Food Waste Disposer Guides, Kitchen Guide
Designing A Safe Kitchen – For Dummies
Kitchens, along with bathrooms, are among the most hazardous of all rooms in a house. Spilled liquids, grease, falls and fires are just some of the safety issues that have to be considered when planning any DIY kitchen projects.
Aside from specialized rules such as electrical regulations for kitchens and gas regulations for kitchens, most safety rules for kitchens are based on good common sense. Pay attention to these and it’s possible to reduce the likelihood of a bad kitchen accident by a considerable margin.
Don’t put stoves or ranges under windows or next to doors.
Blowing kitchen curtains could easily catch fire from hot burners or grease fires in a skillet.
Stoves also should not be placed near doors because people tend to congregate in such areas, or they may brush against a hot stove in passing.
Keep ovens and refrigerators or freezers separated from one another. For example, if the refrigerator and the stove must go on the same wall, be sure there’s a bank of cupboards between them. Also, make sure that the stove is well ventilated to remove the heat. Otherwise, the motor in the refrigerator or freezer will have to work harder to keep things cool, and it most likely will burn out. A refrigerator that doesn’t keep cold food stored at 40 degrees F or below will allow the growth of bacteria. Result: food poisoning!
Keep refrigerators out of corners. These appliance doors must open wider than 90 degrees so that shelves can be removed for cleaning.

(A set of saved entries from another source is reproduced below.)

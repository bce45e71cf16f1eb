//! Terminal session for nanna.

use clap::Parser;
use nanna::audio::SimulatedPlayback;
use nanna::avatar::{AnimationSynchronizer, ExpressionAssets};
use nanna::llm::generator_from_config;
use nanna::pipeline::orchestrator::Collaborators;
use nanna::settings::SharedSettings;
use nanna::stt::{CaptureEvent, CaptureFeed, ChannelCapture};
use nanna::tts::{PollPolicy, ProviderChain};
use nanna::{NannaConfig, RuntimeEvent, TurnOrchestrator};
use std::path::PathBuf;
use std::sync::Arc;
use tokio::io::{AsyncBufReadExt, BufReader};
use tokio::sync::broadcast;
use tracing::{info, warn};
use tracing_subscriber::EnvFilter;

/// Nanna: talk to a patient Telugu father figure.
#[derive(Parser)]
#[command(name = "nanna", version, about)]
struct Cli {
    /// Path to TOML configuration file.
    #[arg(short, long)]
    config: Option<PathBuf>,
}

#[tokio::main]
async fn main() -> anyhow::Result<()> {
    // Logs go to stderr; stdout carries the conversation.
    tracing_subscriber::fmt()
        .with_env_filter(
            EnvFilter::try_from_default_env().unwrap_or_else(|_| EnvFilter::new("nanna=info")),
        )
        .with_writer(std::io::stderr)
        .init();

    let cli = Cli::parse();
    let path = cli.config.unwrap_or_else(NannaConfig::default_config_path);
    let config = if path.exists() {
        NannaConfig::from_file(&path)?
    } else {
        info!("no config at {}, using defaults", path.display());
        NannaConfig::default()
    };

    let (orchestrator, feed) = build(&config)?;
    let events = orchestrator.subscribe();
    tokio::spawn(print_events(events));

    println!("Nanna v{}", env!("CARGO_PKG_VERSION"));
    println!("Type to talk. /say <text> speaks through capture, /stop, /clear, /test, /quit.\n");

    let mut lines = BufReader::new(tokio::io::stdin()).lines();
    while let Some(line) = lines.next_line().await? {
        let line = line.trim();
        match line {
            "" => {}
            "/quit" => break,
            "/stop" => orchestrator.interrupt(),
            "/clear" => orchestrator.clear_history(),
            "/test" => report(orchestrator.speak_test_phrase()),
            _ => {
                if let Some(spoken) = line.strip_prefix("/say ") {
                    say(&orchestrator, &feed, spoken);
                } else {
                    report(orchestrator.submit_text(line));
                }
            }
        }
    }

    orchestrator.interrupt();
    Ok(())
}

fn build(config: &NannaConfig) -> anyhow::Result<(TurnOrchestrator, CaptureFeed)> {
    let playback = Arc::new(SimulatedPlayback::new(
        config.animation.ms_per_char,
        config.animation.sample_interval(),
    ));
    let chain = ProviderChain::builder(playback)
        .with_builtin_providers()
        .poll_policy(PollPolicy::from_config(&config.tts))
        .build()?;

    let mut animator = AnimationSynchronizer::new(config.animation.clone());
    if let Some(ref dir) = config.animation.assets_dir {
        match ExpressionAssets::load(dir) {
            Ok(assets) => animator = animator.with_assets(assets),
            Err(e) => warn!("expression assets ignored: {e}"),
        }
    }

    let (capture, feed) = ChannelCapture::new();
    let orchestrator = TurnOrchestrator::new(
        config,
        Collaborators {
            capture: Arc::new(capture),
            generator: generator_from_config(&config.llm),
            chain: Arc::new(chain),
            animator: Arc::new(animator),
            settings: Arc::new(SharedSettings::new(config.tts.clone())),
        },
    );
    Ok((orchestrator, feed))
}

/// Run a spoken turn with `text` standing in for the recogniser's output.
fn say(orchestrator: &TurnOrchestrator, feed: &CaptureFeed, text: &str) {
    match orchestrator.start_capture() {
        Ok(_) => {
            feed.send(CaptureEvent::Final(text.to_owned()));
            feed.send(CaptureEvent::Ended);
        }
        Err(e) => println!("  ! {e}"),
    }
}

fn report<T>(result: Result<T, nanna::TurnRejected>) {
    if let Err(e) = result {
        println!("  ! {e}");
    }
}

async fn print_events(mut events: broadcast::Receiver<RuntimeEvent>) {
    loop {
        let event = match events.recv().await {
            Ok(event) => event,
            Err(broadcast::error::RecvError::Lagged(n)) => {
                warn!("dropped {n} runtime events");
                continue;
            }
            Err(broadcast::error::RecvError::Closed) => return,
        };
        match event {
            RuntimeEvent::StateChanged { state, .. } => println!("  [{state}]"),
            RuntimeEvent::Interim { text, .. } => println!("  ... {text}"),
            RuntimeEvent::Transcript { text, .. } => println!("You: {text}"),
            RuntimeEvent::Reply { text, .. } => println!("Nanna: {text}"),
            RuntimeEvent::Apology { text, .. } => println!("Nanna: {text}"),
            RuntimeEvent::CaptureFailed { error, .. } => println!("  ! {}", error.user_message()),
            RuntimeEvent::ProviderFallback { from, to, reason, .. } => {
                println!("  ! {from} failed ({reason}), using {to}");
            }
            RuntimeEvent::Interrupted { .. } => println!("  (interrupted)"),
            RuntimeEvent::HistoryCleared => println!("  (history cleared)"),
            _ => {}
        }
    }
}
//! Provider selection, polling, one-hop fallback and playback.
//!
//! A call to [`ProviderChain::synthesize`] runs in its own task and reports
//! progress on a bounded channel. The stream always opens with
//! [`SynthesisEvent::Started`] and closes with exactly one terminal event,
//! [`SynthesisEvent::Ended`] or [`SynthesisEvent::Failed`].

use super::{
    DEFAULT_PROVIDER, JobHandle, PollStatus, ProviderKind, SpeechProvider, SynthesisOutcome,
};
use crate::audio::{AudioHandle, Playback, PlaybackEvent};
use crate::config::TtsConfig;
use crate::error::SynthesisError;
use std::collections::HashMap;
use std::sync::{Arc, Mutex};
use std::time::Duration;
use tokio::sync::mpsc;
use tokio_util::sync::CancellationToken;
use tracing::{debug, info, warn};

const EVENT_CHANNEL_SIZE: usize = 64;

/// How long pending jobs are polled before giving up.
#[derive(Debug, Clone, Copy, PartialEq, Eq)]
pub struct PollPolicy {
    /// Delay before each poll.
    pub interval: Duration,
    /// Polls made before the attempt fails with a timeout.
    pub max_attempts: u32,
}

impl PollPolicy {
    /// Policy from the configured interval and attempt bound.
    pub fn from_config(config: &TtsConfig) -> Self {
        Self {
            interval: Duration::from_millis(config.poll_interval_ms),
            max_attempts: config.max_poll_attempts,
        }
    }
}

impl Default for PollPolicy {
    fn default() -> Self {
        Self::from_config(&TtsConfig::default())
    }
}

/// Progress of one synthesis request.
#[derive(Debug, Clone, PartialEq)]
pub enum SynthesisEvent {
    /// Emitted once, before any provider is contacted.
    Started {
        /// Provider selected from the configuration snapshot.
        provider: ProviderKind,
    },
    /// The active provider failed and the default provider is being tried.
    FallingBack {
        /// Provider that failed.
        from: ProviderKind,
        /// Provider being tried next.
        to: ProviderKind,
        /// Why the first attempt failed.
        reason: SynthesisError,
    },
    /// A provider produced audio.
    AudioReady {
        /// Provider that produced it.
        provider: ProviderKind,
        /// The audio handed to playback.
        audio: AudioHandle,
    },
    /// Playback is audible.
    PlaybackStarted {
        /// Provider whose audio is playing.
        provider: ProviderKind,
    },
    /// Output amplitude sample, `0.0..=1.0`.
    Level(f32),
    /// Playback finished normally. Terminal.
    Ended {
        /// Provider whose audio played.
        provider: ProviderKind,
    },
    /// The request failed or was cancelled. Terminal.
    Failed(SynthesisError),
}

impl SynthesisEvent {
    /// Whether this event closes the stream.
    pub fn is_terminal(&self) -> bool {
        matches!(self, Self::Ended { .. } | Self::Failed(_))
    }
}

type ProviderMap = HashMap<ProviderKind, Arc<dyn SpeechProvider>>;

/// Builder for [`ProviderChain`].
pub struct ProviderChainBuilder {
    providers: ProviderMap,
    playback: Arc<dyn Playback>,
    policy: PollPolicy,
}

impl ProviderChainBuilder {
    /// Register a provider, replacing any earlier one of the same kind.
    pub fn provider(mut self, provider: Arc<dyn SpeechProvider>) -> Self {
        self.providers.insert(provider.kind(), provider);
        self
    }

    /// Register the system voice and the three cloned-voice HTTP providers.
    pub fn with_builtin_providers(self) -> Self {
        self.provider(Arc::new(super::SystemVoiceProvider))
            .provider(Arc::new(super::ElevenLabsProvider::new()))
            .provider(Arc::new(super::ResembleProvider::new()))
            .provider(Arc::new(super::CoquiProvider::new()))
    }

    /// Override the polling policy.
    pub fn poll_policy(mut self, policy: PollPolicy) -> Self {
        self.policy = policy;
        self
    }

    /// Finish the chain. The default provider must be registered.
    pub fn build(self) -> Result<ProviderChain, SynthesisError> {
        if !self.providers.contains_key(&DEFAULT_PROVIDER) {
            return Err(SynthesisError::Unavailable(DEFAULT_PROVIDER));
        }
        Ok(ProviderChain {
            providers: Arc::new(self.providers),
            playback: self.playback,
            policy: self.policy,
            current: Mutex::new(None),
        })
    }
}

/// Runs synthesis requests against the configured provider with fallback.
pub struct ProviderChain {
    providers: Arc<ProviderMap>,
    playback: Arc<dyn Playback>,
    policy: PollPolicy,
    current: Mutex<Option<CancellationToken>>,
}

impl ProviderChain {
    /// Start building a chain that plays through `playback`.
    pub fn builder(playback: Arc<dyn Playback>) -> ProviderChainBuilder {
        ProviderChainBuilder {
            providers: HashMap::new(),
            playback,
            policy: PollPolicy::default(),
        }
    }

    /// Polling policy in effect.
    pub fn policy(&self) -> PollPolicy {
        self.policy
    }

    /// Registered providers.
    pub fn providers(&self) -> Vec<ProviderKind> {
        let mut kinds: Vec<_> = self.providers.keys().copied().collect();
        kinds.sort_by_key(|k| k.as_str());
        kinds
    }

    /// Speak `text` using the provider selected in `config`.
    ///
    /// Any request still running is cancelled first.
    pub fn synthesize(&self, text: &str, config: TtsConfig) -> mpsc::Receiver<SynthesisEvent> {
        let (tx, rx) = mpsc::channel(EVENT_CHANNEL_SIZE);
        let cancel = CancellationToken::new();
        self.replace_token(Some(cancel.clone()));
        let run = ChainRun {
            providers: Arc::clone(&self.providers),
            playback: Arc::clone(&self.playback),
            policy: self.policy,
            cancel,
            tx,
        };
        tokio::spawn(run.run(text.to_owned(), config));
        rx
    }

    /// Cancel the request in flight, if any, and stop playback.
    pub fn cancel(&self) {
        self.replace_token(None);
    }

    fn replace_token(&self, next: Option<CancellationToken>) {
        let mut guard = match self.current.lock() {
            Ok(g) => g,
            Err(poisoned) => poisoned.into_inner(),
        };
        let previous = std::mem::replace(&mut *guard, next);
        drop(guard);
        if let Some(previous) = previous {
            if !previous.is_cancelled() {
                debug!("cancelling in-flight synthesis");
            }
            previous.cancel();
            self.playback.cancel();
        }
    }
}

enum AttemptError {
    BeforePlayback(SynthesisError),
    DuringPlayback(SynthesisError),
}

impl AttemptError {
    fn at(started: bool, err: SynthesisError) -> Self {
        if started {
            Self::DuringPlayback(err)
        } else {
            Self::BeforePlayback(err)
        }
    }

    fn into_inner(self) -> SynthesisError {
        match self {
            Self::BeforePlayback(e) | Self::DuringPlayback(e) => e,
        }
    }
}

struct ChainRun {
    providers: Arc<ProviderMap>,
    playback: Arc<dyn Playback>,
    policy: PollPolicy,
    cancel: CancellationToken,
    tx: mpsc::Sender<SynthesisEvent>,
}

impl ChainRun {
    async fn emit(&self, event: SynthesisEvent) {
        let _ = self.tx.send(event).await;
    }

    async fn run(self, text: String, config: TtsConfig) {
        let active = config.provider;
        self.emit(SynthesisEvent::Started { provider: active }).await;

        let terminal = match self.attempt(active, &text, &config).await {
            Ok(()) => SynthesisEvent::Ended { provider: active },
            Err(AttemptError::BeforePlayback(reason))
                if reason.is_fallback_eligible() && !active.is_default() =>
            {
                warn!("{active} failed, falling back to {DEFAULT_PROVIDER}: {reason}");
                self.emit(SynthesisEvent::FallingBack {
                    from: active,
                    to: DEFAULT_PROVIDER,
                    reason,
                })
                .await;
                match self.attempt(DEFAULT_PROVIDER, &text, &config).await {
                    Ok(()) => SynthesisEvent::Ended {
                        provider: DEFAULT_PROVIDER,
                    },
                    Err(e) => SynthesisEvent::Failed(e.into_inner()),
                }
            }
            Err(e) => SynthesisEvent::Failed(e.into_inner()),
        };

        match &terminal {
            SynthesisEvent::Failed(SynthesisError::Cancelled) => debug!("synthesis cancelled"),
            SynthesisEvent::Failed(e) => warn!("synthesis failed: {e}"),
            _ => debug!("synthesis finished"),
        }
        self.emit(terminal).await;
    }

    async fn attempt(
        &self,
        kind: ProviderKind,
        text: &str,
        config: &TtsConfig,
    ) -> Result<(), AttemptError> {
        let provider = self
            .providers
            .get(&kind)
            .cloned()
            .ok_or(AttemptError::BeforePlayback(SynthesisError::Unavailable(
                kind,
            )))?;

        info!("synthesizing {} chars with {kind}", text.chars().count());
        let outcome = tokio::select! {
            biased;
            () = self.cancel.cancelled() => {
                return Err(AttemptError::BeforePlayback(SynthesisError::Cancelled));
            }
            result = provider.synthesize(text, config) => {
                result.map_err(AttemptError::BeforePlayback)?
            }
        };

        let audio = match outcome {
            SynthesisOutcome::Audio(audio) => audio,
            SynthesisOutcome::Pending(job) => self
                .poll_until_ready(provider.as_ref(), &job, config)
                .await
                .map_err(AttemptError::BeforePlayback)?,
        };

        self.emit(SynthesisEvent::AudioReady {
            provider: kind,
            audio: audio.clone(),
        })
        .await;
        self.play(kind, audio).await
    }

    async fn poll_until_ready(
        &self,
        provider: &dyn SpeechProvider,
        job: &JobHandle,
        config: &TtsConfig,
    ) -> Result<AudioHandle, SynthesisError> {
        let kind = provider.kind();
        for attempt in 1..=self.policy.max_attempts {
            tokio::select! {
                biased;
                () = self.cancel.cancelled() => return Err(SynthesisError::Cancelled),
                () = tokio::time::sleep(self.policy.interval) => {}
            }

            let status = tokio::select! {
                biased;
                () = self.cancel.cancelled() => return Err(SynthesisError::Cancelled),
                status = provider.poll_status(job, config) => status?,
            };

            match status {
                PollStatus::Pending => debug!(attempt, job = job.id.as_str(), "job pending"),
                PollStatus::Ready(audio) => {
                    info!("{kind} job {} ready after {attempt} polls", job.id);
                    return Ok(audio);
                }
                PollStatus::Failed(reason) => {
                    return Err(SynthesisError::JobFailed {
                        provider: kind,
                        reason,
                    });
                }
            }
        }
        Err(SynthesisError::PollTimeout {
            provider: kind,
            attempts: self.policy.max_attempts,
        })
    }

    async fn play(&self, kind: ProviderKind, audio: AudioHandle) -> Result<(), AttemptError> {
        let mut events = self.playback.play(audio);
        let mut started = false;
        loop {
            tokio::select! {
                biased;
                () = self.cancel.cancelled() => {
                    return Err(AttemptError::at(started, SynthesisError::Cancelled));
                }
                event = events.recv() => match event {
                    Some(PlaybackEvent::Started) => {
                        if !started {
                            started = true;
                            self.emit(SynthesisEvent::PlaybackStarted { provider: kind }).await;
                        }
                    }
                    Some(PlaybackEvent::Level(level)) => {
                        self.emit(SynthesisEvent::Level(level)).await;
                    }
                    Some(PlaybackEvent::Ended) if started => return Ok(()),
                    Some(PlaybackEvent::Ended) => {
                        return Err(AttemptError::BeforePlayback(SynthesisError::Playback(
                            "playback ended before it started".into(),
                        )));
                    }
                    Some(PlaybackEvent::Failed(reason)) => {
                        return Err(AttemptError::at(started, SynthesisError::Playback(reason)));
                    }
                    None => {
                        return Err(AttemptError::at(
                            started,
                            SynthesisError::Playback("playback stream closed".into()),
                        ));
                    }
                }
            }
        }
    }
}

Keep the stove away from the sink, at least 24 inches (600 mm). This is to minimize the possibility that water will splash into hot fat and cause it to explode, possibly igniting a fire.
Keep a fire blanket within easy reach of the stove at all times in case hot grease catches fire.
Smothering is the best extinguisher for a hot fat fire because it deprives the fire of oxygen without spreading the burning grease around to ignite other parts of the room.
Remember the kitchen work triangle for safety as well as efficiency.
Don’t put the refrigerator in an area where hot utensils will be transferred, to avoid running into people getting food from the fridge. Try to keep the traffic flow away from the stove or food preparation working spaces. If this isn’t possible, try to minimize traffic encounters as much as possible when cooking.
Think about installing non-slip flooring material in the kitchen. Between stray drops of water, inevitable food spills and other liquid hazards, non-slip flooring may save many a fall. Area rugs can be helpful in front of the stove and the sink, but make sure they’re well-anchored and made of a low pile to reduce the possibility of tripping.
Pay attention to kitchen lighting. For example, kitchen island lighting could involve pendant lamps, which provide focused light for task work. However, be sure that the pendants hang at levels where people aren’t likely to bump their heads or get pendants on extendable cords to raise and lower them as needed.
Keep your wits about you in the kitchen and you’ll avoid most mishaps.
Food Waste Disposer Guides
Earth Appetite: For a better future, we must fight against Food Waste
Imagine you stop by the grocery store in the wake of a prolonged day at work and purchase three major packs of basic needs for supper. At that point, in transit back to your auto or any other mode of transportation, you discover the closest junk can in the parking area and discard a large portion of a sack of basic needs. After arriving home, you right away hurl the other portion of the sack into the junk can in your kitchen.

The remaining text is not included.